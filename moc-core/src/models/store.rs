use super::{BLOCKS_PER_BID, Bid, BidBlock, BidError, Map, ParticipantId, Side};
use thiserror::Error;

/// The maximum number of participants per side.
pub const MAX_PARTICIPANTS: usize = 20;

/// Session-owned bid state: one [`Bid`] per (side, participant).
///
/// The store is the explicit input boundary of the clearing engine. It is
/// passed into the curve builder rather than read from ambient state, and it
/// rejects invalid values (negative, NaN, infinite) on entry so the engine
/// can assume well-formed bids throughout. Each session owns its store; no
/// state is shared between computations.
#[derive(Clone, Debug, PartialEq)]
pub struct BidStore {
    supply: Map<ParticipantId, Bid>,
    demand: Map<ParticipantId, Bid>,
}

impl BidStore {
    /// Creates a store with the given participant counts, each seeded with
    /// the default bid schedule.
    pub fn new(generators: usize, consumers: usize) -> Result<Self, StoreError> {
        let mut store = Self {
            supply: Map::default(),
            demand: Map::default(),
        };
        store.set_participant_count(Side::Supply, generators)?;
        store.set_participant_count(Side::Demand, consumers)?;
        Ok(store)
    }

    /// Creates a store from explicit per-side bid lists.
    ///
    /// Ids are assigned 1..=n in list order. Counts outside 1..=20 are
    /// rejected.
    pub fn from_bids(generators: Vec<Bid>, consumers: Vec<Bid>) -> Result<Self, StoreError> {
        for n in [generators.len(), consumers.len()] {
            if n == 0 || n > MAX_PARTICIPANTS {
                return Err(StoreError::ParticipantCount(n));
            }
        }
        let assign = |bids: Vec<Bid>| {
            bids.into_iter()
                .enumerate()
                .map(|(i, bid)| (ParticipantId::new(i as u32 + 1), bid))
                .collect()
        };
        Ok(Self {
            supply: assign(generators),
            demand: assign(consumers),
        })
    }

    /// Sets the number of active participants on one side (1..=20).
    ///
    /// Shrinking drops the highest ids; growing seeds new participants with
    /// the default bid schedule.
    pub fn set_participant_count(&mut self, side: Side, count: usize) -> Result<(), StoreError> {
        if count == 0 || count > MAX_PARTICIPANTS {
            return Err(StoreError::ParticipantCount(count));
        }
        let bids = self.side_mut(side);
        bids.truncate(count);
        for i in bids.len()..count {
            let id = ParticipantId::new(i as u32 + 1);
            bids.insert(id, default_bid(side, i));
        }
        Ok(())
    }

    /// Replaces one block of one participant's bid.
    ///
    /// `block` is 1-based, per the submission form convention. Values are
    /// validated here; the rest of the engine assumes non-negative, finite
    /// bids.
    pub fn set_bid(
        &mut self,
        side: Side,
        participant: ParticipantId,
        block: usize,
        price: f64,
        quantity: f64,
    ) -> Result<(), StoreError> {
        if block == 0 || block > BLOCKS_PER_BID {
            return Err(StoreError::BlockIndex(block));
        }
        let validated = BidBlock::new(price, quantity)?;
        let bid = self
            .side_mut(side)
            .get_mut(&participant)
            .ok_or(StoreError::UnknownParticipant(side, participant))?;
        bid.set_block(block - 1, validated);
        Ok(())
    }

    /// The bids on one side, in ascending id order.
    pub fn bids(&self, side: Side) -> impl Iterator<Item = (ParticipantId, &Bid)> {
        self.side(side).iter().map(|(id, bid)| (*id, bid))
    }

    /// The number of active participants on one side.
    pub fn participant_count(&self, side: Side) -> usize {
        self.side(side).len()
    }

    fn side(&self, side: Side) -> &Map<ParticipantId, Bid> {
        match side {
            Side::Supply => &self.supply,
            Side::Demand => &self.demand,
        }
    }

    fn side_mut(&mut self, side: Side) -> &mut Map<ParticipantId, Bid> {
        match side {
            Side::Supply => &mut self.supply,
            Side::Demand => &mut self.demand,
        }
    }
}

/// The default bid schedule for the i-th participant (zero-based).
///
/// Generators step up from cheap to expensive, consumers step down from high
/// to low willingness to pay; later consumers are clamped at zero rather than
/// bidding negative prices.
fn default_bid(side: Side, i: usize) -> Bid {
    let offset = 10.0 * i as f64;
    match side {
        Side::Supply => Bid::new([
            BidBlock::from_parts(20.0 + offset, 50.0),
            BidBlock::from_parts(30.0 + offset, 75.0),
            BidBlock::from_parts(40.0 + offset, 100.0),
        ]),
        Side::Demand => Bid::new([
            BidBlock::from_parts((80.0 - offset).max(0.0), 50.0),
            BidBlock::from_parts((60.0 - offset).max(0.0), 75.0),
            BidBlock::from_parts((40.0 - offset).max(0.0), 100.0),
        ]),
    }
}

/// The ways a store operation can be rejected.
#[derive(Debug, PartialEq, Error)]
pub enum StoreError {
    /// Error when a participant count is outside 1..=[`MAX_PARTICIPANTS`].
    #[error("participant count must be between 1 and {MAX_PARTICIPANTS}, got {0}")]
    ParticipantCount(usize),
    /// Error when a bid targets a participant that is not active.
    #[error("no {0} participant with id {1}")]
    UnknownParticipant(Side, ParticipantId),
    /// Error when a block index is outside 1..=[`BLOCKS_PER_BID`].
    #[error("block index must be between 1 and {BLOCKS_PER_BID}, got {0}")]
    BlockIndex(usize),
    /// Error when a bid value fails validation.
    #[error(transparent)]
    Bid(#[from] BidError),
}

#[cfg(test)]
mod tests {
    use super::*;

    #[test]
    fn seeds_the_default_schedule() {
        let store = BidStore::new(3, 3).unwrap();
        assert_eq!(store.participant_count(Side::Supply), 3);

        let (id, bid) = store.bids(Side::Supply).nth(1).unwrap();
        assert_eq!(id, ParticipantId::new(2));
        assert_eq!(bid.blocks()[0].price(), 30.0);
        assert_eq!(bid.blocks()[0].quantity(), 50.0);

        let (_, bid) = store.bids(Side::Demand).nth(2).unwrap();
        assert_eq!(bid.blocks()[2].price(), 20.0);
    }

    #[test]
    fn rejects_out_of_range_counts() {
        assert_eq!(
            BidStore::new(0, 3).unwrap_err(),
            StoreError::ParticipantCount(0)
        );
        assert_eq!(
            BidStore::new(3, 21).unwrap_err(),
            StoreError::ParticipantCount(21)
        );
    }

    #[test]
    fn shrinking_drops_highest_ids_and_growing_reseeds() {
        let mut store = BidStore::new(5, 1).unwrap();
        store.set_participant_count(Side::Supply, 2).unwrap();
        assert_eq!(store.participant_count(Side::Supply), 2);

        store.set_participant_count(Side::Supply, 3).unwrap();
        let (id, bid) = store.bids(Side::Supply).last().unwrap();
        assert_eq!(id, ParticipantId::new(3));
        assert_eq!(bid.blocks()[0].price(), 40.0);
    }

    #[test]
    fn set_bid_validates_at_the_boundary() {
        let mut store = BidStore::new(1, 1).unwrap();

        store
            .set_bid(Side::Supply, ParticipantId::new(1), 2, 12.5, 60.0)
            .unwrap();
        let (_, bid) = store.bids(Side::Supply).next().unwrap();
        assert_eq!(bid.blocks()[1].price(), 12.5);
        assert_eq!(bid.blocks()[1].quantity(), 60.0);

        assert_eq!(
            store
                .set_bid(Side::Supply, ParticipantId::new(1), 4, 1.0, 1.0)
                .unwrap_err(),
            StoreError::BlockIndex(4)
        );
        assert_eq!(
            store
                .set_bid(Side::Demand, ParticipantId::new(2), 1, 1.0, 1.0)
                .unwrap_err(),
            StoreError::UnknownParticipant(Side::Demand, ParticipantId::new(2))
        );
        assert_eq!(
            store
                .set_bid(Side::Supply, ParticipantId::new(1), 1, -1.0, 1.0)
                .unwrap_err(),
            StoreError::Bid(BidError::Negative)
        );
    }

    #[test]
    fn late_consumers_never_bid_negative() {
        let store = BidStore::new(1, 20).unwrap();
        for (_, bid) in store.bids(Side::Demand) {
            for block in bid.blocks() {
                assert!(block.price() >= 0.0);
            }
        }
    }
}
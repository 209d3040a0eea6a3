use crate::{
    ConstrainedWelfare, Equilibrium, NoEquilibrium, WelfareComparison, WelfareReport, compare,
    compute_equilibrium, compute_welfare, compute_welfare_at_price,
};
use moc_core::models::{Bid, BidStore, StoreError};
use serde::{Deserialize, Serialize};

/// A representation of an auction: every participant's three-block bid.
///
/// Ids are assigned 1..=n in list order on each side, matching the store's
/// convention. Deserialization validates every block, so a parsed auction is
/// always well-formed.
#[derive(Debug, Serialize, Deserialize)]
pub struct Auction {
    /// The generator (supply) bids.
    pub generators: Vec<Bid>,
    /// The consumer (demand) bids.
    pub consumers: Vec<Bid>,
}

/// The result of clearing an auction at its equilibrium.
#[derive(Debug, Serialize, Deserialize)]
pub struct Outcome {
    /// The market-clearing price and quantity.
    pub equilibrium: Equilibrium,
    /// The per-participant settlement at the equilibrium.
    pub welfare: WelfareReport,
}

/// The result of settling an auction at an alternative market price.
#[derive(Debug, Serialize, Deserialize)]
pub struct Evaluation {
    /// The equilibrium the alternative is measured against.
    pub equilibrium: Equilibrium,
    /// The alternative market price.
    pub market_price: f64,
    /// The constrained quantity available at the alternative price.
    pub total_quantity: f64,
    /// The per-participant settlement at the alternative price.
    pub welfare: WelfareReport,
    /// Row-by-row surplus changes against the equilibrium baseline.
    pub comparison: WelfareComparison,
}

/// The ways solving an auction document can fail.
#[derive(Debug, thiserror::Error)]
pub enum SolveError {
    /// The bid lists could not be loaded into a store.
    #[error(transparent)]
    Store(#[from] StoreError),
    /// The curves never cross, so there is nothing to settle.
    #[error(transparent)]
    NoEquilibrium(#[from] NoEquilibrium),
}

impl Auction {
    /// Loads the bids into a session store.
    pub fn into_store(self) -> Result<BidStore, StoreError> {
        BidStore::from_bids(self.generators, self.consumers)
    }

    /// Clears the auction and settles welfare at the equilibrium.
    pub fn solve(self) -> Result<Outcome, SolveError> {
        let store = self.into_store()?;
        let equilibrium = compute_equilibrium(&store)?;
        let welfare = compute_welfare(&store, equilibrium.price, equilibrium.quantity);
        Ok(Outcome {
            equilibrium,
            welfare,
        })
    }

    /// Settles welfare at an alternative market price and compares it
    /// against the equilibrium baseline.
    pub fn evaluate(self, market_price: f64) -> Result<Evaluation, SolveError> {
        let store = self.into_store()?;
        let equilibrium = compute_equilibrium(&store)?;
        let baseline = compute_welfare(&store, equilibrium.price, equilibrium.quantity);
        let ConstrainedWelfare {
            report,
            total_quantity,
        } = compute_welfare_at_price(&store, market_price, equilibrium);
        let comparison = compare(&baseline, &report);
        Ok(Evaluation {
            equilibrium,
            market_price,
            total_quantity,
            welfare: report,
            comparison,
        })
    }
}
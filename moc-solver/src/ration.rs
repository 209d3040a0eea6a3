use crate::Map;
use moc_core::models::{CurvePoint, ParticipantId, Side};

/// Equal-share rationing of a constrained quantity among eligible points.
///
/// Points are grouped by exact price and the groups visited in priority
/// order: ascending price for supply (cheapest eligible first), descending
/// for demand (highest willingness first). A group whose total request fits
/// within the remaining quantity is granted in full; the first group that
/// does not splits the remainder equally per point, capped by each point's
/// own quantity, and allocation stops there. A capped point's unused share
/// is not redistributed.
pub(crate) fn distribute_equally(
    side: Side,
    eligible: &[CurvePoint],
    available: f64,
) -> Map<ParticipantId, f64> {
    let mut points = eligible.to_vec();
    match side {
        Side::Supply => points.sort_by(|a, b| a.price.total_cmp(&b.price)),
        Side::Demand => points.sort_by(|a, b| b.price.total_cmp(&a.price)),
    }

    let mut allocated: Map<ParticipantId, f64> = Map::default();
    let mut remaining = available;

    for group in points.chunk_by(|a, b| a.price == b.price) {
        if remaining <= 0.0 {
            break;
        }
        let requested: f64 = group.iter().map(|point| point.quantity).sum();
        if requested <= remaining {
            for point in group {
                *allocated.entry(point.participant).or_insert(0.0) += point.quantity;
            }
            remaining -= requested;
        } else {
            let share = remaining / group.len() as f64;
            for point in group {
                *allocated.entry(point.participant).or_insert(0.0) += point.quantity.min(share);
            }
            remaining = 0.0;
        }
    }

    allocated
}
use std::hash::Hash;

/// A wrapper around an implementation of a HashMap.
///
/// Predictable and consistent ordering is important to ensure identical
/// allocations from repeated clearings, so we replace the
/// std::collections::HashMap with indexmap::IndexMap. However, this is an
/// implementation detail, so we wrap it in a newtype, allowing us to replace
/// it at a future date without breaking semver.
#[derive(Debug, Clone, PartialEq)]
#[cfg_attr(
    feature = "serde",
    derive(serde::Serialize, serde::Deserialize),
    serde(transparent)
)]
pub struct Map<K: Eq + Hash, V = f64>(indexmap::IndexMap<K, V, rustc_hash::FxBuildHasher>);

impl<K: Eq + Hash, V> Default for Map<K, V> {
    fn default() -> Self {
        Self(indexmap::IndexMap::default())
    }
}

impl<K: Eq + Hash, V> std::ops::Deref for Map<K, V> {
    type Target = indexmap::IndexMap<K, V, rustc_hash::FxBuildHasher>;

    fn deref(&self) -> &Self::Target {
        &self.0
    }
}

impl<K: Eq + Hash, V> std::ops::DerefMut for Map<K, V> {
    fn deref_mut(&mut self) -> &mut Self::Target {
        &mut self.0
    }
}

impl<K: Eq + Hash, V> IntoIterator for Map<K, V> {
    type Item = (K, V);
    type IntoIter = indexmap::map::IntoIter<K, V>;

    fn into_iter(self) -> Self::IntoIter {
        self.0.into_iter()
    }
}

impl<K: Eq + Hash, V> FromIterator<(K, V)> for Map<K, V> {
    fn from_iter<I: IntoIterator<Item = (K, V)>>(iter: I) -> Self {
        Self(indexmap::IndexMap::from_iter(iter))
    }
}
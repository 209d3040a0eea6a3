/// Which side of the market a participant trades on.
///
/// Supply belongs to generators, demand to consumers. Every derived curve
/// point carries its side explicitly, so downstream code resolves side by
/// pattern matching rather than by probing for a key.
#[derive(Clone, Copy, Debug, Hash, PartialEq, Eq)]
#[cfg_attr(
    feature = "serde",
    derive(serde::Serialize, serde::Deserialize),
    serde(rename_all = "lowercase")
)]
pub enum Side {
    /// The generator (offer) side, dispatched cheapest-first.
    Supply,
    /// The consumer (bid) side, served highest-willingness-first.
    Demand,
}

impl std::fmt::Display for Side {
    fn fmt(&self, f: &mut std::fmt::Formatter<'_>) -> std::fmt::Result {
        match self {
            Side::Supply => write!(f, "supply"),
            Side::Demand => write!(f, "demand"),
        }
    }
}

/// A participant id newtype.
///
/// Ids are positive and unique within their side; the same number may appear
/// on both sides (generator 1 and consumer 1 are distinct participants).
#[derive(Debug, Hash, PartialEq, Eq, Clone, Copy, PartialOrd, Ord)]
#[cfg_attr(
    feature = "serde",
    derive(serde::Serialize, serde::Deserialize),
    serde(transparent)
)]
#[repr(transparent)]
pub struct ParticipantId(u32);

impl ParticipantId {
    /// Wraps a raw id.
    pub fn new(id: u32) -> Self {
        Self(id)
    }

    /// Returns the raw id.
    pub fn get(self) -> u32 {
        self.0
    }
}

impl From<u32> for ParticipantId {
    fn from(value: u32) -> Self {
        Self(value)
    }
}

impl std::fmt::Display for ParticipantId {
    fn fmt(&self, f: &mut std::fmt::Formatter<'_>) -> std::fmt::Result {
        self.0.fmt(f)
    }
}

[TASK TO CARRY OUT] Which lines hold the string "there"? Copy all of them from the data above.

[WRITTEN REPLY]
    /// The curves never cross, so there is nothing to settle.
/// own quantity, and allocation stops there. A capped point's unused share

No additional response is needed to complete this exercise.